Microsoft VFvq87 OP Aug 20, 2021

PromoteIQ. Microsoft PromoteIQ. #microsoft #microsoftpromoteiq #promoteiq

IBM EngSau Aug 20, 2021

Wow

Amazon chacha.420 Aug 20, 2021

Spoke to a senior director as I applied to a role in NY, he boasted a lot and he do comes with 22 yr of experience. In my 5-10 min of questioning, I could see some red flags. The org is very top down and they seem to not care a lot about employees career and growth . I will say stay away !!

Intuit obisanya Aug 21, 2021

Can you share the red flags? Just wanna learn from your experience.

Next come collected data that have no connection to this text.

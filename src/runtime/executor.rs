//! Deterministic single-threaded executor.
//!
//! The executor drives the shared dispatch core on the current thread with
//! virtual time: dispatch order is the queue order, and the clock only
//! advances when no fiber is ready. The same program produces the same
//! interleaving, so the scheduling properties of this runtime can be
//! asserted in tests.

use crate::cx::ScopeHandle;
use crate::error::Error;
use crate::record::ScopeRole;
use crate::runtime::config::RuntimeConfig;
use crate::runtime::handle::FiberHandle;
use crate::runtime::shared::{ClockSource, Shared};
use crate::runtime::state::RuntimeSnapshot;
use crate::types::{FiberId, FiberOutcome, ForkPolicy, Time};
use std::future::Future;
use std::sync::atomic::{AtomicBool, Ordering};
use std::sync::Arc;
use std::task::{Context, Poll, Wake, Waker};
use tracing::debug;

struct FlagWaker(Arc<AtomicBool>);

impl Wake for FlagWaker {
    fn wake(self: Arc<Self>) {
        self.0.store(true, Ordering::SeqCst);
    }

    fn wake_by_ref(self: &Arc<Self>) {
        self.0.store(true, Ordering::SeqCst);
    }
}

/// The deterministic executor.
pub struct Executor {
    shared: Arc<Shared>,
    steps: u64,
    max_steps: Option<u64>,
}

impl Executor {
    /// Creates an executor with default configuration.
    #[must_use]
    pub fn new() -> Self {
        Self::with_config(&RuntimeConfig::default())
    }

    /// Creates an executor honoring `max_steps` from the configuration.
    #[must_use]
    pub fn with_config(config: &RuntimeConfig) -> Self {
        Self {
            shared: Shared::new(ClockSource::Virtual),
            steps: 0,
            max_steps: config.max_steps,
        }
    }

    /// Forks a root fiber.
    ///
    /// Root fibers are daemons: they attach to the global scope, so shutdown
    /// bounds them like everything else.
    pub fn spawn<F, Fut, T>(&self, f: F) -> Result<FiberHandle<T>, Error>
    where
        F: FnOnce(crate::cx::Cx) -> Fut + Send + 'static,
        Fut: Future<Output = Result<T, Error>> + Send + 'static,
        T: Send + 'static,
    {
        self.shared.fork_with(ForkPolicy::Daemon, None, None, f)
    }

    /// Creates an explicit scope not owned by any fiber.
    #[must_use]
    pub fn make_scope(&self) -> ScopeHandle {
        let scope = self
            .shared
            .state
            .lock()
            .create_scope(ScopeRole::Explicit, None, None);
        ScopeHandle::new(scope, self.shared.clone())
    }

    /// Returns a handle to the global scope.
    #[must_use]
    pub fn global_scope(&self) -> ScopeHandle {
        ScopeHandle::new(self.shared.global_scope(), self.shared.clone())
    }

    /// Dispatches the next ready fiber. Returns false if none is ready.
    pub fn step(&mut self) -> bool {
        let Some(fiber) = self.shared.queue.lock().pop() else {
            return false;
        };
        self.steps += 1;
        self.shared.dispatch(fiber);
        true
    }

    /// Advances virtual time to the earliest pending deadline and fires the
    /// timers due there. Returns false if no timer is pending.
    pub fn advance_to_next_timer(&mut self) -> bool {
        let Some(at) = self.shared.timers.lock().next_deadline() else {
            return false;
        };
        self.shared.state.lock().now = at;
        self.shared.fire_due_timers(at);
        true
    }

    /// Advances virtual time by `duration`, firing any timers that fall due.
    pub fn advance_time(&mut self, duration: std::time::Duration) {
        let now = {
            let mut state = self.shared.state.lock();
            state.now = state.now + duration;
            state.now
        };
        self.shared.fire_due_timers(now);
    }

    /// Runs dispatches (advancing time over idle gaps) until no fiber is
    /// ready and no timer is pending. Returns the number of steps taken.
    ///
    /// Fibers parked on external wakeups stay parked; they are visible
    /// afterwards through [`Executor::leaked_fibers`].
    pub fn run_until_quiescent(&mut self) -> u64 {
        let start = self.steps;
        loop {
            if let Some(max) = self.max_steps {
                if self.steps >= max {
                    debug!(steps = self.steps, "step ceiling reached");
                    break;
                }
            }
            if self.step() {
                continue;
            }
            if self.advance_to_next_timer() {
                continue;
            }
            break;
        }
        self.steps - start
    }

    /// Runs at most `n` dispatches without advancing time.
    pub fn run_steps(&mut self, n: u64) -> u64 {
        let start = self.steps;
        for _ in 0..n {
            if !self.step() {
                break;
            }
        }
        self.steps - start
    }

    /// Drives `future` to completion, interleaving fiber dispatches.
    ///
    /// # Panics
    ///
    /// Panics if the future is pending while no fiber is ready, no timer is
    /// pending, and no wake has arrived: a deadlock under virtual time.
    pub fn block_on<F: Future>(&mut self, future: F) -> F::Output {
        let flag = Arc::new(AtomicBool::new(true));
        let waker = Waker::from(Arc::new(FlagWaker(flag.clone())));
        let mut cx = Context::from_waker(&waker);
        let mut future = std::pin::pin!(future);

        loop {
            if flag.swap(false, Ordering::SeqCst) {
                if let Poll::Ready(value) = future.as_mut().poll(&mut cx) {
                    return value;
                }
            }
            if self.step() {
                continue;
            }
            if self.advance_to_next_timer() {
                continue;
            }
            if flag.load(Ordering::SeqCst) {
                continue;
            }
            panic!(
                "block_on stalled: awaited future is pending with no runnable fibers or timers"
            );
        }
    }

    /// Closes the global scope and refuses further forks.
    ///
    /// Every fiber still attached to the global scope (daemons, scoped
    /// fallbacks) is interrupted and awaited; global finalizers run last.
    pub fn shutdown(&mut self) -> FiberOutcome {
        let outcome = self.block_on(self.global_scope().close());
        self.shared.shutdown.store(true, Ordering::SeqCst);
        outcome
    }

    /// Returns the current virtual time.
    #[must_use]
    pub fn now(&self) -> Time {
        self.shared.now()
    }

    /// Returns the number of dispatches so far.
    #[must_use]
    pub fn steps(&self) -> u64 {
        self.steps
    }

    /// Returns true if every fiber has reached `Done`.
    #[must_use]
    pub fn is_quiescent(&self) -> bool {
        self.shared.state.lock().is_quiescent()
    }

    /// Returns the fibers that have not reached `Done`.
    #[must_use]
    pub fn leaked_fibers(&self) -> Vec<FiberId> {
        self.shared.state.lock().leaked_fibers()
    }

    /// Takes a point-in-time tally of the runtime.
    #[must_use]
    pub fn snapshot(&self) -> RuntimeSnapshot {
        self.shared.state.lock().snapshot()
    }
}

impl Default for Executor {
    fn default() -> Self {
        Self::new()
    }
}

impl std::fmt::Debug for Executor {
    fn fmt(&self, f: &mut std::fmt::Formatter<'_>) -> std::fmt::Result {
        f.debug_struct("Executor")
            .field("steps", &self.steps)
            .field("max_steps", &self.max_steps)
            .finish_non_exhaustive()
    }
}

Amazon chacha.420 Aug 22, 2021

I look for spark or check if hiring manager have thoughts about - Invest in engineer growth , how do you educate team, look for signals on empathy , do the person respect what came before (tech), as a leader what are your 2 yr vision , thoughts if project fail and most importantly is the person a nice human being to talk to. I felt the sr director lacks empathy and says I own the full engineering team with no concrete answer on organization vision . Don’t want to name the person

Bloomberg dghdcbf Aug 29, 2021

Thanks for sharing. This sounds really toxic. Lot of red flags .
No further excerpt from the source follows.